When we remember this dimension of psychedelics, we open a richer, more human story. Tripping isn’t clinical — it can be a joyful voyage into the inner cosmos of self and connection. A playground of wonder, as well as a tender portal to realisation, to laughter, to awe. It’s a celebration of the inner world that trickles into how we live in the outer svět.

Magic mushrooms in particular invite us to remember child-like wonder. To feel the crunch of a leaf as though it’s the first we’ve ever heard, to sense the fabric of the world humming with possibility. They can bring us into communion: with ourselves, with others, with nature, with something larger. That communion isn’t just therapeutic. It’s ecstatic. It reminds us that life itself, in all its complexity, mystery and beauty, is worth living.

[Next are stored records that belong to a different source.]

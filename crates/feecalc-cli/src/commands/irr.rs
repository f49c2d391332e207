use clap::Args;
use rust_decimal::Decimal;
use serde_json::Value;

use feecalc_core::analysis::{self, IrrInput};

use super::amount_arg;
use crate::input;

/// Arguments for a standalone IRR solve
#[derive(Args)]
pub struct IrrArgs {
    /// Path to a JSON/YAML document with `cash_flows`
    #[arg(long)]
    pub input: Option<String>,

    /// Periodic cash flows (comma-separated, e.g. "-100,0,121")
    #[arg(long, value_delimiter = ',', allow_hyphen_values = true, value_parser = amount_arg)]
    pub cash_flows: Option<Vec<Decimal>>,
}

pub fn run_irr(args: IrrArgs) -> Result<Value, Box<dyn std::error::Error>> {
    let irr_input: IrrInput = match input::read_document(args.input.as_deref())? {
        Some(doc) => serde_json::from_value(doc)?,
        None => IrrInput {
            cash_flows: args
                .cash_flows
                .ok_or("--cash-flows is required (or provide --input)")?,
        },
    };

    let result = analysis::solve_irr(&irr_input)?;
    Ok(serde_json::to_value(result)?)
}
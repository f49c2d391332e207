use clap::Args;
use serde::Serialize;
use serde_json::Value;

use feecalc_core::analysis::{self, AnalysisInput, SweepInput};
use feecalc_core::session::{load_session, Session};
use feecalc_core::sensitivity::DEFAULT_SENSITIVITY_STEPS;
use feecalc_core::validation::{validate_offer, validate_scenario, ValidationIssue};

use super::offer::ScenarioArgs;
use crate::input;

/// Session document from `--input` or stdin (any schema version), else the
/// default presets.
fn read_session(path: Option<&str>) -> Result<Session, Box<dyn std::error::Error>> {
    match input::read_document(path)? {
        Some(doc) => Ok(load_session(&doc.to_string())?),
        None => Ok(Session::default()),
    }
}

/// Arguments for a full multi-offer comparison
#[derive(Args)]
pub struct CompareArgs {
    /// Path to a JSON/YAML session document (defaults to the presets)
    #[arg(long)]
    pub input: Option<String>,

    /// Sensitivity sweep intervals
    #[arg(long, default_value_t = DEFAULT_SENSITIVITY_STEPS)]
    pub steps: u32,

    #[command(flatten)]
    pub scenario: ScenarioArgs,
}

pub fn run_compare(args: CompareArgs) -> Result<Value, Box<dyn std::error::Error>> {
    let mut session = read_session(args.input.as_deref())?;
    args.scenario.apply(&mut session.scenario);

    let result = analysis::analyze(&AnalysisInput {
        scenario: session.scenario,
        offers: session.offers,
        sensitivity_steps: args.steps,
    })?;
    Ok(serde_json::to_value(result)?)
}

/// Arguments for the exit-price sensitivity sweep
#[derive(Args)]
pub struct SensitivityArgs {
    /// Path to a JSON/YAML session document (defaults to the presets)
    #[arg(long)]
    pub input: Option<String>,

    /// Sweep intervals (points = steps + 1)
    #[arg(long, default_value_t = DEFAULT_SENSITIVITY_STEPS)]
    pub steps: u32,

    #[command(flatten)]
    pub scenario: ScenarioArgs,
}

pub fn run_sensitivity(args: SensitivityArgs) -> Result<Value, Box<dyn std::error::Error>> {
    let mut session = read_session(args.input.as_deref())?;
    args.scenario.apply(&mut session.scenario);

    let result = analysis::sweep(&SweepInput {
        scenario: session.scenario,
        offers: session.offers,
        steps: args.steps,
    })?;
    Ok(serde_json::to_value(result)?)
}

/// Arguments for validating a session document
#[derive(Args)]
pub struct ValidateArgs {
    /// Path to a JSON/YAML session document
    #[arg(long)]
    pub input: Option<String>,
}

/// Validation issues for one offer of a session document.
#[derive(Debug, Serialize)]
pub struct OfferReport {
    pub offer_id: String,
    pub offer_name: String,
    pub issues: Vec<ValidationIssue>,
}

/// Result of `feecalc validate`.
#[derive(Debug, Serialize)]
pub struct ValidationReport {
    pub valid: bool,
    pub scenario_issues: Vec<ValidationIssue>,
    pub offer_issues: Vec<OfferReport>,
}

impl ValidationReport {
    pub fn for_session(session: &Session) -> Self {
        let scenario_issues = validate_scenario(&session.scenario);
        let offer_issues: Vec<OfferReport> = session
            .offers
            .iter()
            .map(|offer| OfferReport {
                offer_id: offer.id.clone(),
                offer_name: offer.name.clone(),
                issues: validate_offer(offer),
            })
            .collect();
        let valid =
            scenario_issues.is_empty() && offer_issues.iter().all(|o| o.issues.is_empty());
        Self {
            valid,
            scenario_issues,
            offer_issues,
        }
    }
}

pub fn run_validate(args: ValidateArgs) -> Result<Value, Box<dyn std::error::Error>> {
    let session = match input::read_document(args.input.as_deref())? {
        Some(doc) => load_session(&doc.to_string())?,
        None => return Err("--input <file> or stdin required for validate".into()),
    };

    Ok(serde_json::to_value(ValidationReport::for_session(&session))?)
}

/// Print the default session document (current schema, both presets).
pub fn run_init() -> Result<Value, Box<dyn std::error::Error>> {
    Ok(serde_json::to_value(Session::default().to_file())?)
}

#[cfg(test)]
mod tests {
    use super::*;
    use rust_decimal::Decimal;

    #[test]
    fn test_report_for_presets_is_valid() {
        let report = ValidationReport::for_session(&Session::default());
        assert!(report.valid);
        assert_eq!(report.offer_issues.len(), 2);
        assert!(report.offer_issues.iter().all(|o| o.issues.is_empty()));
    }

    #[test]
    fn test_report_flags_offer_issue() {
        let mut session = Session::default();
        session.offers[1].price_per_share = Decimal::ZERO;
        let report = ValidationReport::for_session(&session);
        assert!(!report.valid);
        assert!(report.scenario_issues.is_empty());
        assert_eq!(report.offer_issues[1].offer_id, "offer-2");
        assert_eq!(report.offer_issues[1].issues[0].field, "price_per_share");

        let json = serde_json::to_value(&report).unwrap();
        assert_eq!(json["valid"], false);
        assert_eq!(json["offer_issues"][1]["offer_name"], "Direct / No Fees");
    }
}
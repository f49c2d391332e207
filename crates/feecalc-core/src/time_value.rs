use rust_decimal::Decimal;
use rust_decimal_macros::dec;
use tracing::debug;

use crate::error::FeeCalcError;
use crate::types::{Money, Rate};
use crate::FeeCalcResult;

const CONVERGENCE_THRESHOLD: Decimal = dec!(0.0000001);
const STATIONARY_DERIVATIVE: Decimal = dec!(0.000000000001);
const IRR_INITIAL_GUESS: Rate = dec!(0.10);
const MAX_NEWTON_ITERATIONS: u32 = 50;
const MAX_BISECTION_ITERATIONS: u32 = 100;

/// Rates at or beyond these bounds are treated as economically meaningless.
const MIN_RATE: Rate = dec!(-0.99);
const MAX_RATE: Rate = dec!(100);

/// Bracket searched when Newton-Raphson gives up.
const BISECTION_LOW: Rate = dec!(-0.5);
const BISECTION_HIGH: Rate = dec!(10.0);

/// Net Present Value of a series of cash flows
pub fn npv(rate: Rate, cash_flows: &[Money]) -> FeeCalcResult<Money> {
    if rate <= dec!(-1) {
        return Err(FeeCalcError::InvalidInput {
            field: "rate".into(),
            reason: "Discount rate must be greater than -100%".into(),
        });
    }

    npv_and_derivative(cash_flows, rate)
        .map(|(value, _)| value)
        .ok_or_else(|| FeeCalcError::DivisionByZero {
            context: format!("NPV discount factors overflow at rate {rate}"),
        })
}

/// NPV and dNPV/dr at `rate`, or `None` when the discount factors leave the
/// representable range (the Decimal equivalent of a non-finite value).
fn npv_and_derivative(cash_flows: &[Money], rate: Rate) -> Option<(Money, Decimal)> {
    let one_plus_r = Decimal::ONE.checked_add(rate)?;
    let v = Decimal::ONE.checked_div(one_plus_r)?;

    let mut npv_val = Decimal::ZERO;
    let mut dnpv = Decimal::ZERO;
    let mut discount = Decimal::ONE;

    for (t, cf) in cash_flows.iter().enumerate() {
        if t > 0 {
            discount = discount.checked_mul(v)?;
        }
        npv_val = npv_val.checked_add(cf.checked_mul(discount)?)?;
        if t > 0 {
            // d/dr [cf * (1+r)^-t] = -t * cf * (1+r)^-(t+1)
            let term = Decimal::from(t as u64)
                .checked_mul(*cf)?
                .checked_mul(discount)?
                .checked_mul(v)?;
            dnpv = dnpv.checked_sub(term)?;
        }
    }

    Some((npv_val, dnpv))
}

fn npv_at(cash_flows: &[Money], rate: Rate) -> Option<Money> {
    npv_and_derivative(cash_flows, rate).map(|(value, _)| value)
}

/// Internal Rate of Return using Newton-Raphson with a bisection fallback.
///
/// `cash_flows[t]` is the net amount at period `t`. Returns `None` when the
/// rate is undetermined: fewer than two flows, no sign change, no bracketed
/// root, or a root outside (-99%, 10,000%).
pub fn solve_irr(cash_flows: &[Money]) -> Option<Rate> {
    if cash_flows.len() < 2 {
        return None;
    }

    let has_positive = cash_flows.iter().any(|cf| *cf > Decimal::ZERO);
    let has_negative = cash_flows.iter().any(|cf| *cf < Decimal::ZERO);
    if !has_positive || !has_negative {
        return None;
    }

    let mut rate = IRR_INITIAL_GUESS;

    for i in 0..MAX_NEWTON_ITERATIONS {
        let Some((npv_val, dnpv)) = npv_and_derivative(cash_flows, rate) else {
            debug!(iteration = i, %rate, "IRR: discount factors overflowed, bisecting");
            return irr_bisection(cash_flows);
        };

        if dnpv.abs() < STATIONARY_DERIVATIVE {
            debug!(iteration = i, %rate, "IRR: stationary point, bisecting");
            return irr_bisection(cash_flows);
        }

        let Some(next) = npv_val
            .checked_div(dnpv)
            .and_then(|step| rate.checked_sub(step))
        else {
            debug!(iteration = i, %rate, "IRR: Newton step overflowed, bisecting");
            return irr_bisection(cash_flows);
        };

        if (next - rate).abs() < CONVERGENCE_THRESHOLD {
            if next < MIN_RATE || next > MAX_RATE {
                return None;
            }
            return Some(next);
        }

        rate = next;

        // Guard against divergence
        if rate < MIN_RATE || rate > MAX_RATE {
            debug!(iteration = i, %rate, "IRR: Newton diverged, bisecting");
            return irr_bisection(cash_flows);
        }
    }

    debug!("IRR: Newton did not converge, bisecting");
    irr_bisection(cash_flows)
}

fn opposite_signs(a: Decimal, b: Decimal) -> bool {
    (a < Decimal::ZERO && b > Decimal::ZERO) || (a > Decimal::ZERO && b < Decimal::ZERO)
}

fn same_strict_sign(a: Decimal, b: Decimal) -> bool {
    (a < Decimal::ZERO && b < Decimal::ZERO) || (a > Decimal::ZERO && b > Decimal::ZERO)
}

/// Fallback IRR search over a fixed bracket.
fn irr_bisection(cash_flows: &[Money]) -> Option<Rate> {
    let mut low = BISECTION_LOW;
    let mut high = BISECTION_HIGH;

    let npv_low = npv_at(cash_flows, low)?;
    let npv_high = npv_at(cash_flows, high)?;

    if same_strict_sign(npv_low, npv_high) {
        debug!(%npv_low, %npv_high, "IRR: no root bracketed");
        return None;
    }

    for _ in 0..MAX_BISECTION_ITERATIONS {
        let mid = (low + high) / dec!(2);
        let npv_mid = npv_at(cash_flows, mid)?;

        if npv_mid.abs() < CONVERGENCE_THRESHOLD || (high - low) / dec!(2) < CONVERGENCE_THRESHOLD
        {
            return Some(mid);
        }

        if opposite_signs(npv_mid, npv_at(cash_flows, low)?) {
            high = mid;
        } else {
            low = mid;
        }
    }

    Some((low + high) / dec!(2))
}

/// Bisection for a monotone scalar function.
///
/// Halves `[low, high]` up to `max_iterations` times, keeping the half whose
/// sign disagrees with the low end, and stops early once `|f(mid)|` drops
/// below `tolerance`. Always returns a value: when no sign change exists the
/// search converges on one end of the bracket.
pub fn bisect_monotone<F>(
    f: F,
    low: Decimal,
    high: Decimal,
    tolerance: Decimal,
    max_iterations: u32,
) -> Decimal
where
    F: Fn(Decimal) -> Decimal,
{
    let mut low = low;
    let mut high = high;
    let low_is_negative = f(low) < Decimal::ZERO;

    for _ in 0..max_iterations {
        let mid = (low + high) / dec!(2);
        let f_mid = f(mid);
        if f_mid.abs() < tolerance {
            return mid;
        }
        if (f_mid < Decimal::ZERO) == low_is_negative {
            low = mid;
        } else {
            high = mid;
        }
    }

    (low + high) / dec!(2)
}

#[cfg(test)]
mod tests {
    use super::*;
    use rust_decimal_macros::dec;

    #[test]
    fn test_npv_basic() {
        let cfs = vec![dec!(-1000), dec!(300), dec!(400), dec!(500)];
        let result = npv(dec!(0.10), &cfs).unwrap();
        // NPV at 10%: -1000 + 300/1.1 + 400/1.21 + 500/1.331 ≈ -21.04
        assert!((result - dec!(-21.04)).abs() < dec!(1.0));
    }

    #[test]
    fn test_npv_zero_rate() {
        let cfs = vec![dec!(-100), dec!(50), dec!(50), dec!(50)];
        let result = npv(dec!(0.0), &cfs).unwrap();
        assert_eq!(result, dec!(50));
    }

    #[test]
    fn test_npv_rejects_rate_below_minus_one() {
        assert!(npv(dec!(-1), &[dec!(-100), dec!(110)]).is_err());
    }

    #[test]
    fn test_irr_basic() {
        let cfs = vec![dec!(-1000), dec!(400), dec!(400), dec!(400)];
        let result = solve_irr(&cfs).unwrap();
        // IRR should be ~9.7%
        assert!((result - dec!(0.097)).abs() < dec!(0.01));
    }

    #[test]
    fn test_irr_two_period_ten_percent() {
        let result = solve_irr(&[dec!(-100), dec!(0), dec!(121)]).unwrap();
        assert!((result - dec!(0.10)).abs() < dec!(0.000001), "got {result}");
    }

    #[test]
    fn test_irr_single_period() {
        let result = solve_irr(&[dec!(-100), dec!(121)]).unwrap();
        assert!((result - dec!(0.21)).abs() < dec!(0.000001), "got {result}");
    }

    #[test]
    fn test_irr_tripling_over_three_years() {
        let cfs = vec![dec!(-100000), dec!(0), dec!(0), dec!(300000)];
        let result = solve_irr(&cfs).unwrap();
        // 3^(1/3) - 1 = 0.442249...
        assert!((result - dec!(0.44225)).abs() < dec!(0.0001), "got {result}");
    }

    #[test]
    fn test_irr_requires_sign_change() {
        assert_eq!(solve_irr(&[dec!(-100), dec!(-10), dec!(-10)]), None);
        assert_eq!(solve_irr(&[dec!(100), dec!(10)]), None);
        assert_eq!(solve_irr(&[dec!(0), dec!(0)]), None);
    }

    #[test]
    fn test_irr_requires_two_flows() {
        assert_eq!(solve_irr(&[]), None);
        assert_eq!(solve_irr(&[dec!(-100)]), None);
    }

    #[test]
    fn test_irr_large_root_found_by_newton() {
        // -1 now, 21 next period => 2000%
        let result = solve_irr(&[dec!(-1), dec!(21)]).unwrap();
        assert!((result - dec!(20)).abs() < dec!(0.0001), "got {result}");
    }

    #[test]
    fn test_irr_root_beyond_bounds_is_undetermined() {
        // Root at 20,100%: Newton diverges past the cap and the fallback
        // bracket holds no sign change.
        assert_eq!(solve_irr(&[dec!(-1), dec!(202)]), None);
    }

    #[test]
    fn test_newton_divergence_falls_back_to_bisection() {
        // Deferred outlay returned at a loss: root at 10/18 - 1. The slope
        // at the 10% guess is nearly flat, so the first Newton step lands
        // near -5,380% and the bracket search takes over.
        let cfs = [dec!(0), dec!(-18), dec!(10)];
        let result = solve_irr(&cfs).unwrap();
        assert!((result - dec!(-0.444444)).abs() < dec!(0.000001), "got {result}");
        assert_eq!(Some(result), irr_bisection(&cfs));
    }

    #[test]
    fn test_bisection_fallback_converges() {
        let result = irr_bisection(&[dec!(-100), dec!(0), dec!(121)]).unwrap();
        assert!((result - dec!(0.10)).abs() < dec!(0.000001), "got {result}");
    }

    #[test]
    fn test_bisection_without_bracket() {
        assert_eq!(irr_bisection(&[dec!(-1), dec!(21)]), None);
    }

    #[test]
    fn test_irr_is_deterministic() {
        let cfs = vec![dec!(-102000), dec!(-2000), dec!(-2000), dec!(251000)];
        assert_eq!(solve_irr(&cfs), solve_irr(&cfs));
    }

    #[test]
    fn test_bisect_monotone_linear() {
        let root = bisect_monotone(|x| x - dec!(3), dec!(0), dec!(10), dec!(0.01), 100);
        assert!((root - dec!(3)).abs() < dec!(0.01));
    }

    #[test]
    fn test_bisect_monotone_without_crossing_returns_bracket_end() {
        // Always negative: the search keeps moving the low end up.
        let root = bisect_monotone(|x| x - dec!(50), dec!(0), dec!(10), dec!(0.01), 100);
        assert!((root - dec!(10)).abs() < dec!(0.0001));
    }
}
use thiserror::Error;

#[derive(Debug, Error)]
pub enum FeeCalcError {
    #[error("Invalid input: {field} — {reason}")]
    InvalidInput { field: String, reason: String },

    #[error("Insufficient data: {0}")]
    InsufficientData(String),

    #[error("Division by zero in {context}")]
    DivisionByZero { context: String },

    #[error("Unknown offer: {0}")]
    UnknownOffer(String),

    #[error("Unsupported schema version {found} (this build reads up to {supported})")]
    UnsupportedSchemaVersion { found: u32, supported: u32 },

    #[error("Serialization error: {0}")]
    SerializationError(String),
}

impl From<serde_json::Error> for FeeCalcError {
    fn from(e: serde_json::Error) -> Self {
        FeeCalcError::SerializationError(e.to_string())
    }
}
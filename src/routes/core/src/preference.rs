/* src/routes/core/src/preference.rs */

use log::debug;

use crate::base_url::BaseUrl;
use crate::lang::Language;

/// Durable string storage for the visitor's language choice.
pub trait PreferenceStore {
  fn get(&self, key: &str) -> Option<String>;
  fn set(&mut self, key: &str, value: &str);
}

/// Remember `lang` as the preferred language. The default language is never
/// written, so visiting an English page keeps an earlier choice.
pub fn remember_language<S: PreferenceStore + ?Sized>(
  store: &mut S,
  key: &str,
  lang: &Language,
) -> bool {
  if lang.is_default() {
    return false;
  }
  if store.get(key).as_deref() == Some(lang.code()) {
    return false;
  }
  store.set(key, lang.code());
  true
}

/// Where a returning visitor on the homepage should be sent, if anywhere.
///
/// Only the site root redirects, only to a supported non-default preferred
/// language, and never to the page already being shown.
pub fn homepage_redirect<S: PreferenceStore + ?Sized>(
  path: &str,
  base_url: &BaseUrl,
  store: &S,
  key: &str,
  supported: &[Language],
) -> Option<String> {
  if !base_url.is_root(path) {
    return None;
  }
  let preferred = Language::from_code(&store.get(key)?)?;
  if preferred.is_default() || !supported.contains(&preferred) {
    return None;
  }
  let target = base_url.attach(&format!("/{}/", preferred.code()));
  if target == path {
    return None;
  }
  debug!("redirecting homepage to preferred language {preferred}: {target}");
  Some(target)
}

#[cfg(test)]
mod tests {
  use std::collections::HashMap;

  use super::*;

  const KEY: &str = "preferred-language";

  #[derive(Default)]
  struct MemoryStore(HashMap<String, String>);

  impl PreferenceStore for MemoryStore {
    fn get(&self, key: &str) -> Option<String> {
      self.0.get(key).cloned()
    }

    fn set(&mut self, key: &str, value: &str) {
      self.0.insert(key.to_string(), value.to_string());
    }
  }

  fn store_with(lang: &str) -> MemoryStore {
    let mut store = MemoryStore::default();
    store.set(KEY, lang);
    store
  }

  fn supported() -> Vec<Language> {
    Language::TARGETS.to_vec()
  }

  #[test]
  fn remember_skips_default() {
    let mut store = MemoryStore::default();
    assert!(!remember_language(&mut store, KEY, &Language::En));
    assert_eq!(store.get(KEY), None);
    assert!(remember_language(&mut store, KEY, &Language::Pt));
    assert_eq!(store.get(KEY).as_deref(), Some("pt"));
    assert!(!remember_language(&mut store, KEY, &Language::Pt));
  }

  #[test]
  fn english_visit_keeps_choice() {
    let mut store = store_with("pt");
    remember_language(&mut store, KEY, &Language::En);
    assert_eq!(store.get(KEY).as_deref(), Some("pt"));
  }

  #[test]
  fn redirects_root_to_preferred() {
    let store = store_with("pt");
    assert_eq!(
      homepage_redirect("/", &BaseUrl::empty(), &store, KEY, &supported()),
      Some("/pt/".to_string())
    );
    let base = BaseUrl::new("/website");
    assert_eq!(
      homepage_redirect("/website", &base, &store, KEY, &supported()),
      Some("/website/pt/".to_string())
    );
  }

  #[test]
  fn no_redirect_off_homepage() {
    let store = store_with("pt");
    assert_eq!(homepage_redirect("/docs/", &BaseUrl::empty(), &store, KEY, &supported()), None);
  }

  #[test]
  fn no_redirect_without_supported_preference() {
    let base = BaseUrl::empty();
    assert_eq!(homepage_redirect("/", &base, &MemoryStore::default(), KEY, &supported()), None);
    assert_eq!(homepage_redirect("/", &base, &store_with("en"), KEY, &supported()), None);
    assert_eq!(homepage_redirect("/", &base, &store_with("ja"), KEY, &supported()), None);
    assert_eq!(homepage_redirect("/", &base, &store_with("%%"), KEY, &supported()), None);
  }

  #[test]
  fn no_redirect_loop() {
    let store = store_with("pt");
    let base = BaseUrl::new("/website");
    assert_eq!(homepage_redirect("/website/pt/", &base, &store, KEY, &supported()), None);
  }
}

In that light, the mystical dimension of psychedelics isn’t some fringe bonus — it can enrich our everyday life. The laughter after release of expectation; the sense that everything is alive; the soft shock and awe when we realise that this ordinary world hides extraordinary layers. The mystical invites the mundane to shine.

Foto: Ethan Hoover on Unsplash

Re-framing the Research: Joy, Mushrooms & the Inner Cosmos

Of course, scientific research has focused largely on therapy: how psychedelics help with deprese, úzkost, end-of-life distress. But a fascinating paper by Frederik Bøhling (2017), "Psychedelic pleasures: An affective understanding of the joys of tripping", flips the lens. He asks: if most people use psychedelics because they’re zábava, why aren’t we studying the fun?

Background

Bøhling points out that while there’s been a “psychedelic renaissance” in therapies, the scientific literature is almost entirely silent when it comes to recreational use and the pleasure of tripping. (Though of course, pop culture is full of it!)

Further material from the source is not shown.